# Generator Transfer Switch Help



## bombaydesi1508 (Jul 11, 2013)

Hello All,
I am new to this site and appoligize in advance for not knowing the right terms used in the industry.

I have a food truck and I have a generator in there. So where ever I go I run the generator but a few places we have been have the 240v connection which other food trucker use. They plug in to their truck and they don't have to run the generator (I believe it is called shore power) I am trying to do the same thing as well. The generator I run is 7000 watts and 8750 surge watts

I have bought a 50 amp Inlet box from northern tools (Reliance Raintight Power Inlet Box — 50 Amp) I was doing some research and found out that I do need a transfer switch. My question is on my truck I have a circuit breaker which is currently on generator mode but its also has a external source listed. I don't pull the lever down as my current 50 amp inlet box outside is not working. Basically i just have to pull the lever down for external source. Where I am confused is do I still need a transfer switch. They are very expensive about 400 dollars for 50 amp 10 circuit (Reliance Loadside Generator Transfer Switch — 50 Amp, 10 Circuit) So I want to be sure before I buy it.

Thank you


----------



## tractornut (Sep 17, 2010)

I'm not sure on that one however another member will be along soon who can answer your question 


Welcome to PEF


----------



## Robert Coats (Nov 10, 2011)

bombaydesi1508 said:


> My question is on my truck I have a circuit breaker which is currently on generator mode but its also has a external source listed. I don't pull the lever down as my current 50 amp inlet box outside is not working. Basically i just have to pull the lever down for external source.

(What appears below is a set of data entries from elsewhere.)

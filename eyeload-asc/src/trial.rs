use eyeload_core::{EyeloadError, Result};
use tracing::debug;

use crate::classify::{Record, RecordKind, TrialVar, of_kind};
use crate::config::RecordMarkers;
use crate::fields::{last_token, malformed, parse_field, tab_field};
use crate::segment::TrialWindow;

/// Pairs START/END records in file order into trial windows
pub fn extract_trial_windows(records: &[Record<'_>]) -> Result<Vec<TrialWindow>> {
    let starts = boundary_samples(records, RecordKind::TrialStart)?;
    let ends = boundary_samples(records, RecordKind::TrialEnd)?;
    if starts.len() != ends.len() {
        return Err(EyeloadError::TrialBoundaryMismatch {
            starts: starts.len(),
            ends: ends.len(),
        });
    }

    let windows = starts
        .into_iter()
        .zip(ends)
        .map(|((start, _), (end, end_record))| {
            if end < start {
                Err(malformed(
                    end_record,
                    format!("trial ends at sample {end} before its start at {start}"),
                ))
            } else {
                Ok(TrialWindow { start, end })
            }
        })
        .collect::<Result<Vec<_>>>()?;

    debug!(trials = windows.len(), "trial windows");
    Ok(windows)
}

fn boundary_samples<'r, 'a>(
    records: &'r [Record<'a>],
    kind: RecordKind,
) -> Result<Vec<(i64, &'r Record<'a>)>> {
    of_kind(records, kind)
        .map(|r| {
            let sample: i64 = parse_field(r, tab_field(r.text, 1), "sample")?;
            Ok::<_, EyeloadError>((sample, r))
        })
        .collect()
}

/// Per-trial scalar variables, one entry per declaration line in file order
#[derive(Debug, Clone, Default, PartialEq, Eq)]
pub(crate) struct TrialVariables {
    pub ids: Vec<i64>,
    pub blocks: Vec<i64>,
    pub recycled: Vec<bool>,
    pub recalibration: Vec<bool>,
    pub target_pos: Vec<i64>,
    pub step_pos: Vec<i64>,
}

impl TrialVariables {
    pub fn extract(records: &[Record<'_>], markers: &RecordMarkers) -> Result<Self> {
        let mut vars = Self::default();
        for record in records {
            match record.kind {
                RecordKind::TrialId => vars.ids.push(trailing_int(record, "trial id")?),
                RecordKind::TrialVar(var) => match var {
                    TrialVar::Block => vars.blocks.push(trailing_int(record, var.name())?),
                    TrialVar::TargetPos => vars.target_pos.push(trailing_int(record, var.name())?),
                    TrialVar::StepPos => vars.step_pos.push(trailing_int(record, var.name())?),
                    TrialVar::Recycled => vars.recycled.push(trailing_flag(record, markers)),
                    TrialVar::Recalibration => {
                        vars.recalibration.push(trailing_flag(record, markers))
                    }
                },
                _ => {}
            }
        }
        Ok(vars)
    }

    /// Every variable must be declared exactly once per trial
    pub fn check_count(&self, trials: usize) -> Result<()> {
        let counts = [
            ("trial id", self.ids.len()),
            (TrialVar::Block.name(), self.blocks.len()),
            (TrialVar::Recycled.name(), self.recycled.len()),
            (TrialVar::Recalibration.name(), self.recalibration.len()),
            (TrialVar::TargetPos.name(), self.target_pos.len()),
            (TrialVar::StepPos.name(), self.step_pos.len()),
        ];
        for (variable, found) in counts {
            if found != trials {
                return Err(EyeloadError::TrialVariableMismatch {
                    variable,
                    found,
                    expected: trials,
                });
            }
        }
        Ok(())
    }
}

fn trailing_int(record: &Record<'_>, what: &str) -> Result<i64> {
    parse_field(record, last_token(record.text), what)
}

fn trailing_flag(record: &Record<'_>, markers: &RecordMarkers) -> bool {
    last_token(record.text) == Some(markers.true_literal.as_str())
}
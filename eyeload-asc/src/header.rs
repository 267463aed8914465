use eyeload_core::{EyeloadError, Header, Result, SessionParameters};
use tracing::{debug, warn};

use crate::classify::{Record, RecordKind, of_kind};
use crate::fields::{malformed, parse_field, tab_field};

/// Reads display geometry and sampling rate. Both are mandatory.
pub fn extract_session_parameters(records: &[Record<'_>]) -> Result<SessionParameters> {
    let display = single(records, RecordKind::DisplayCoords, Header::DisplayCoords)?;
    let (width, height) = display_extent(display)?;

    let rate = single(records, RecordKind::SampleRate, Header::SampleRate)?;
    let rate_hz: f64 = parse_field(rate, tab_field(rate.text, 4), "sampling rate")?;
    if !(rate_hz.is_finite() && rate_hz > 0.0) {
        return Err(malformed(rate, format!("sampling rate {rate_hz} is not positive")));
    }

    debug!(width, height, rate_hz, "session parameters");
    Ok(SessionParameters::new(width, height, rate_hz))
}

fn single<'r, 'a>(
    records: &'r [Record<'a>],
    kind: RecordKind,
    header: Header,
) -> Result<&'r Record<'a>> {
    let mut matching = of_kind(records, kind);
    let first = matching.next().ok_or(EyeloadError::MissingHeader(header))?;
    let extra = matching.count();
    if extra > 0 {
        warn!(line = first.line, extra, "{header} declared more than once, using the first");
    }
    Ok(first)
}

fn display_extent(record: &Record<'_>) -> Result<(f64, f64)> {
    let mut tokens = record.text.split_whitespace().rev();
    let height: f64 = parse_field(record, tokens.next(), "display height")?;
    let width: f64 = parse_field(record, tokens.next(), "display width")?;
    for (extent, what) in [(width, "width"), (height, "height")] {
        if !(extent.is_finite() && extent > 0.0) {
            return Err(malformed(record, format!("display {what} {extent} is not positive")));
        }
    }
    Ok((width, height))
}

A transfer switch allows either the generator OR the shore-supply to provide power to the truck. Sounds like the circuit breaker you already have on the truck does the same thing. Can you post a photo of it, and also where the generator and shore-cords connect? It sounds like it may be easier and cheaper to get the current breaker device/connections repaired, as from what you describe, they provide the same function and safety as a transfer switch...

[email protected]
_Caveat: I work for Honda, but the preceding is my opinion alone._


----------